Delaying action climate change would be economically and environmentally disastrous, adding hundreds of billions of dollars in new costs per year. But taking aggressive steps to solve the problem could be one of the greatest wealth opportunities ever presented.
By putting a value on greenhouse gas emissions, businesses can better leverage new investments in infrastructure, innovate new technologies, and develop energy management systems to unlock the value of efficiency and conservation.
That is all happening today. But not at a fast enough pace to meet the problem.
And the world’s largest investors agree. Today, in the lead-up to the COP 17 climate talks in Durban, South Africa, 285 of the top investors representing $20 trillion in assets signed a letter of support for policy action to reduce greenhouse gas emissions:
Well designed and effectively implemented long-term climate change and clean energy policy (“investment-grade policies”) will not only present significant opportunities for investors in areas such as cleaner and renewable energy, energy efficiency and decarbonisation, but will also yield substantial economic benefits including creating new jobs and businesses, stimulating technological innovation, and providing a robust foundation for economic recovery and sustainable long-term economic growth.
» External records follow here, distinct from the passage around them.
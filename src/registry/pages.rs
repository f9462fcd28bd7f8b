// src/registry/pages.rs

// --- Imports ---
use crate::registry::models::{DocumentDetailSchema, FilingsTableSchema, SearchResultsSchema};
use once_cell::sync::Lazy;
use scraper::{ElementRef, Html, Selector};

// --- CSS Selectors (Lazy Static) ---
static LINK_SELECTOR: Lazy<Selector> = Lazy::new(|| {
    Selector::parse("a[href]").expect("Failed to compile LINK_SELECTOR")
});

static TABLE_SELECTOR: Lazy<Selector> = Lazy::new(|| {
    Selector::parse("table").expect("Failed to compile TABLE_SELECTOR")
});

static ROW_SELECTOR: Lazy<Selector> = Lazy::new(|| {
    Selector::parse("tr").expect("Failed to compile ROW_SELECTOR")
});

static HEADER_CELL_SELECTOR: Lazy<Selector> = Lazy::new(|| {
    Selector::parse("th").expect("Failed to compile HEADER_CELL_SELECTOR")
});

static DATA_CELL_SELECTOR: Lazy<Selector> = Lazy::new(|| {
    Selector::parse("td").expect("Failed to compile DATA_CELL_SELECTOR")
});

// Header and data cells in document order
static ANY_CELL_SELECTOR: Lazy<Selector> = Lazy::new(|| {
    Selector::parse("td, th").expect("Failed to compile ANY_CELL_SELECTOR")
});

/// Visible text of an element with whitespace runs (including &nbsp;) collapsed.
fn visible_text(element: ElementRef) -> String {
    element
        .text()
        .flat_map(str::split_whitespace)
        .collect::<Vec<_>>()
        .join(" ")
}

fn normalized_text(element: ElementRef) -> String {
    visible_text(element).to_lowercase()
}

fn first_href(element: ElementRef) -> Option<String> {
    element
        .select(&LINK_SELECTOR)
        .next()
        .and_then(|a| a.value().attr("href"))
        .map(str::to_string)
}

/// Finds the href of the first anchor whose text contains the collection-of-filings label.
pub fn find_collection_link(html: &str, schema: &SearchResultsSchema) -> Option<String> {
    let document = Html::parse_document(html);

    let link = document
        .select(&LINK_SELECTOR)
        .find(|a| visible_text(*a).contains(schema.link_label))?;

    tracing::debug!("Matched search result anchor: '{}'", visible_text(link));
    link.value().attr("href").map(str::to_string)
}

/// Finds the detail-page href of the first filing row of the wanted document type.
///
/// Only tables whose `th` cells include every required header are considered;
/// they are scanned in document order until one yields a matching row.
pub fn find_filing_link(html: &str, schema: &FilingsTableSchema) -> Option<String> {
    let document = Html::parse_document(html);

    for table in document.select(&TABLE_SELECTOR) {
        let headers: Vec<String> =
            table.select(&HEADER_CELL_SELECTOR).map(normalized_text).collect();
        let has_schema = schema
            .required_headers
            .iter()
            .all(|required| headers.iter().any(|h| h == required));
        if !has_schema {
            tracing::trace!("Skipping table with headers {:?}", headers);
            continue;
        }

        for row in table.select(&ROW_SELECTOR) {
            let cells: Vec<ElementRef> = row.select(&ANY_CELL_SELECTOR).collect();
            let (Some(type_cell), Some(link_cell)) =
                (cells.get(schema.type_column), cells.get(schema.link_column))
            else {
                continue;
            };

            if !normalized_text(*type_cell).contains(schema.document_type) {
                continue;
            }

            if let Some(href) = first_href(*link_cell) {
                tracing::debug!("Matched filing row: '{}'", visible_text(row));
                return Some(href);
            }
        }
    }

    None
}

/// Finds the download href in the row labelled as the digital form of the filing.
pub fn find_download_link(html: &str, schema: &DocumentDetailSchema) -> Option<String> {
    let document = Html::parse_document(html);

    document.select(&ROW_SELECTOR).find_map(|row| {
        let header = row.select(&HEADER_CELL_SELECTOR).next()?;
        if !normalized_text(header).contains(schema.row_label) {
            return None;
        }
        let data_cell = row.select(&DATA_CELL_SELECTOR).next()?;
        first_href(data_cell)
    })
}
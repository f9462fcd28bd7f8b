pub mod expression;
pub mod llm;

pub use expression::evaluate_ebitda;
pub use llm::OpenAiClient;
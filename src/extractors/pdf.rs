// src/extractors/pdf.rs
//! Text-layer strategies: they only see text a PDF producer embedded, so a
//! scanned filing comes back blank and the chain moves on to OCR.

use crate::extractors::ExtractionStrategy;
use crate::utils::error::ExtractError;
use lopdf::Document;

/// Reads the embedded text layer page by page with `lopdf`.
pub struct LopdfTextLayer;

impl ExtractionStrategy for LopdfTextLayer {
    fn name(&self) -> &'static str {
        "lopdf"
    }

    fn extract(&self, pdf: &[u8]) -> Result<String, ExtractError> {
        let doc = Document::load_mem(pdf).map_err(|e| ExtractError::Backend {
            tier: self.name(),
            message: format!("failed to load PDF: {}", e),
        })?;

        let pages = doc.get_pages();
        tracing::debug!("lopdf loaded {} pages", pages.len());

        let mut text = String::new();
        for page_number in pages.keys() {
            // A broken page should not hide the text of the others.
            match doc.extract_text(&[*page_number]) {
                Ok(page_text) => text.push_str(&page_text),
                Err(e) => tracing::debug!("lopdf skipped page {}: {}", page_number, e),
            }
        }

        Ok(text)
    }
}

/// Alternate parser: `pdf-extract` walks content streams with its own font handling.
pub struct PdfExtractText;

impl ExtractionStrategy for PdfExtractText {
    fn name(&self) -> &'static str {
        "pdf-extract"
    }

    fn extract(&self, pdf: &[u8]) -> Result<String, ExtractError> {
        pdf_extract::extract_text_from_mem(pdf).map_err(|e| ExtractError::Backend {
            tier: self.name(),
            message: e.to_string(),
        })
    }
}

#[cfg(test)]
pub(crate) mod test_pdfs {
    use lopdf::content::{Content, Operation};
    use lopdf::{dictionary, Document, Object, Stream};

    fn single_page(operations: Vec<Operation>) -> Vec<u8> {
        let mut doc = Document::with_version("1.5");
        let pages_id = doc.new_object_id();
        let font_id = doc.add_object(dictionary! {
            "Type" => "Font",
            "Subtype" => "Type1",
            "BaseFont" => "Courier",
        });
        let resources_id = doc.add_object(dictionary! {
            "Font" => dictionary! { "F1" => font_id },
        });
        let content = Content { operations };
        let content_id = doc.add_object(Stream::new(dictionary! {}, content.encode().unwrap()));
        let page_id = doc.add_object(dictionary! {
            "Type" => "Page",
            "Parent" => pages_id,
            "Contents" => content_id,
            "Resources" => resources_id,
            "MediaBox" => vec![0.into(), 0.into(), 595.into(), 842.into()],
        });
        doc.objects.insert(
            pages_id,
            Object::Dictionary(dictionary! {
                "Type" => "Pages",
                "Kids" => vec![page_id.into()],
                "Count" => 1,
            }),
        );
        let catalog_id = doc.add_object(dictionary! {
            "Type" => "Catalog",
            "Pages" => pages_id,
        });
        doc.trailer.set("Root", catalog_id);

        let mut bytes = Vec::new();
        doc.save_to(&mut bytes).unwrap();
        bytes
    }

    /// One page with `text` in its text layer.
    pub fn with_text(text: &str) -> Vec<u8> {
        single_page(vec![
            Operation::new("BT", vec![]),
            Operation::new("Tf", vec!["F1".into(), 12.into()]),
            Operation::new("Td", vec![72.into(), 720.into()]),
            Operation::new("Tj", vec![Object::string_literal(text)]),
            Operation::new("ET", vec![]),
        ])
    }

    /// One page that only paints a rectangle, like a scan without a text layer.
    pub fn without_text() -> Vec<u8> {
        single_page(vec![
            Operation::new("re", vec![72.into(), 72.into(), 451.into(), 698.into()]),
            Operation::new("f", vec![]),
        ])
    }
}

#[cfg(test)]
mod tests {
    use super::*;

    #[test]
    fn test_lopdf_reads_text_layer() {
        let pdf = test_pdfs::with_text("Aktiva celkem 5678000");
        let text = LopdfTextLayer.extract(&pdf).unwrap();
        assert!(text.contains("Aktiva celkem 5678000"), "unexpected text: {:?}", text);
    }

    #[test]
    fn test_lopdf_blank_for_page_without_text() {
        let text = LopdfTextLayer.extract(&test_pdfs::without_text()).unwrap();
        assert!(text.trim().is_empty());
    }

    #[test]
    fn test_garbage_bytes_are_backend_errors() {
        let err = LopdfTextLayer.extract(b"this is not a pdf").unwrap_err();
        assert!(matches!(err, ExtractError::Backend { tier: "lopdf", .. }));
    }
}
The countries that have attracted the most investment in low-carbon technologies, renewable energy and energy efficiency have generally been those that have provided long-term certainty around the structure and incentives associated with these investments. Conversely, many countries have struggled to attract investment because they do not have appropriate policies in place, because the policies are poorly implemented or because the policies do not provide sufficient incentives for investment. A more recent concern has been the move by some governments to retroactively scale back climate change-related policies and incentives, which has deterred investment in those countries.
The policy recommendations are nothing new: consistent, robust, long-term price signals that help put a value on GHG emissions and stimulate increased investments in renewable energy, energy efficiency and sustainable infrastructure. You can find the full list of recommendations in the letter issued today.
The real news is not the specific set of policy recommendations. It’s that investor support for climate action has doubled in the last three years — growing from 150 investors managing $9 trillion in assets to today’s 285 investors with $20 trillion.
As the climate problem gets worse, politicians have backed down. But the private sector continues to step up.